My bow crashed into another wave, jolting my body from head to foot. I groaned, threw the tiller over and dived into the boat.
On the other side of the tack, I grabbed the hook, clipped on and jumped out onto the trapeze; tiller and mainsheet in hand. I looked behind – he was still there. I was determined to beat him to the finish.
Tack – tack – tack. Finish line in sight. I gritted my teeth and kept going. One last tack.
‘Starboard!’ I screamed. I had right of way and he had no choice but to duck behind my stern. I crossed the line ahead.
I swung back into the boat and unhooked; every muscle in my body was shaking. I was used to reservoir sailing; now I was on the Baltic in the strongest weather I had competed in at sea, and I was exhausted.
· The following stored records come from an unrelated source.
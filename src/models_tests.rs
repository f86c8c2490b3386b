//! Unit tests for data models
//!
//! Tests request defaults, serialization, and trend computation.

#[cfg(test)]
mod tests {
    use crate::models::*;

    // ====== Market Price Tests ======

    #[test]
    fn test_market_price_request_defaults() {
        let request: CreateMarketPriceRequest =
            serde_json::from_str(r#"{"crop": "wheat", "mandi": "Delhi", "price_per_quintal": 2250.0}"#)
                .unwrap();
        assert_eq!(request.quality, "A");
        assert_eq!(request.unit, "quintal");
    }

    #[test]
    fn test_market_price_request_new() {
        let request = CreateMarketPriceRequest::new("rice", "Kolkata", 2300.0);
        assert_eq!(request.crop, "rice");
        assert_eq!(request.quality, "A");
    }

    // ====== Trend Tests ======

    #[test]
    fn test_trend_thresholds() {
        assert_eq!(Trend::from_change(2.1), Trend::Up);
        assert_eq!(Trend::from_change(2.0), Trend::Stable);
        assert_eq!(Trend::from_change(-2.0), Trend::Stable);
        assert_eq!(Trend::from_change(-2.5), Trend::Down);
    }

    #[test]
    fn test_market_trend_from_recent() {
        // newest first: latest 2400 against an average of 2200
        let trend = MarketTrend::from_recent("wheat", &[2400.0, 2100.0, 2100.0]).unwrap();
        assert!((trend.average_price - 2200.0).abs() < 1e-9);
        assert!((trend.change_percent - 9.1).abs() < 1e-9);
        assert_eq!(trend.trend, Trend::Up);
        assert_eq!(trend.data_points, 3);
    }

    #[test]
    fn test_market_trend_single_point_is_stable() {
        let trend = MarketTrend::from_recent("bajra", &[2520.0]).unwrap();
        assert!(trend.change_percent.abs() < 1e-9);
        assert_eq!(trend.trend, Trend::Stable);
    }

    #[test]
    fn test_market_trend_empty() {
        assert!(MarketTrend::from_recent("rice", &[]).is_none());
    }

    #[test]
    fn test_trend_serializes_lowercase() {
        assert_eq!(serde_json::to_string(&Trend::Down).unwrap(), "\"down\"");
    }

    // ====== Soil Test Tests ======

    #[test]
    fn test_soil_recommendation_default() {
        let mut request = CreateSoilTestRequest {
            ph: 6.8,
            nitrogen: 240.0,
            phosphorus: 18.0,
            potassium: 150.0,
            notes: None,
        };
        assert_eq!(request.recommendation(), DEFAULT_SOIL_RECOMMENDATION);

        request.notes = Some("   ".to_string());
        assert_eq!(request.recommendation(), DEFAULT_SOIL_RECOMMENDATION);

        request.notes = Some("Add gypsum before sowing".to_string());
        assert_eq!(request.recommendation(), "Add gypsum before sowing");
    }

    // ====== Weather Alert Tests ======

    #[test]
    fn test_alert_severity_parse() {
        assert_eq!(" Danger ".parse::<AlertSeverity>().unwrap(), AlertSeverity::Danger);
        assert_eq!("info".parse::<AlertSeverity>().unwrap().as_str(), "info");
        let err = "severe".parse::<AlertSeverity>().unwrap_err();
        assert!(matches!(err, crate::KhetGuruError::InvalidInput(_)));
    }

    #[test]
    fn test_alert_scope() {
        let mut request: CreateWeatherAlertRequest = serde_json::from_str(
            r#"{"title": "Frost", "severity": "warning", "message": "Cover nursery beds"}"#,
        )
        .unwrap();
        assert_eq!(request.owner(42), None);

        request.scope = Some("USER".to_string());
        assert_eq!(request.owner(42), Some(42));

        request.scope = Some("district".to_string());
        assert_eq!(request.owner(42), None);
    }

    #[test]
    fn test_demo_alerts_cover_every_severity() {
        for severity in [AlertSeverity::Info, AlertSeverity::Warning, AlertSeverity::Danger] {
            assert!(DEMO_WEATHER_ALERTS.iter().any(|(_, s, _)| *s == severity));
        }
    }

    // ====== Expert and Supplier Tests ======

    #[test]
    fn test_consultation_type_defaults_to_call() {
        let request: CreateConsultationRequest =
            serde_json::from_str(r#"{"expert_name": "Dr. Sharma", "topic": "soil salinity"}"#)
                .unwrap();
        assert_eq!(request.consultation_type, "call");
        assert_eq!(
            request.consultation_type.parse::<ConsultationType>().unwrap(),
            ConsultationType::Call
        );
        assert!("fax".parse::<ConsultationType>().is_err());
    }

    #[test]
    fn test_supplier_profile_specializations() {
        let profile = SupplierProfile::from(InputSupplier {
            id: 7,
            name: "KisanMart".to_string(),
            category: "Seeds".to_string(),
            contact: "9876543214".to_string(),
            location: "Hyderabad".to_string(),
        });
        assert_eq!(profile.specializations.len(), 4);
        assert!(profile.specializations.contains(&"High Yield".to_string()));
        assert!(profile.description.contains("seeds"));

        assert_eq!(supplier_specializations("Drones"), ["General Agricultural Inputs"]);
        assert_eq!(supplier_specializations(" PESTICIDES ")[0], "Bio-pesticides");
    }

    #[test]
    fn test_like_contains_escapes_wildcards() {
        assert_eq!(like_contains(" whe "), "%whe%");
        assert_eq!(like_contains("50%_a\\b"), "%50\\%\\_a\\\\b%");
    }
}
I looked behind, searching for more boats; there were none – I found out later that half the fleet had retired and I was the only woman to have finished the race – the last race of the 1995 Contender European Championships in Germany. I had done it; I was ladies champion.
Admittedly, there were not many of us competing (some would say daft enough to compete); the contender was an extreme boat. A single-handed trapeze dinghy with a large sail; it was hard work, often frustrating and very wet, but it was an exhilarating boat to sail.
I patted the deck of my boat, Ride of the Valkyrie. She was old, heavy and slow, but she was mine and my prized possession.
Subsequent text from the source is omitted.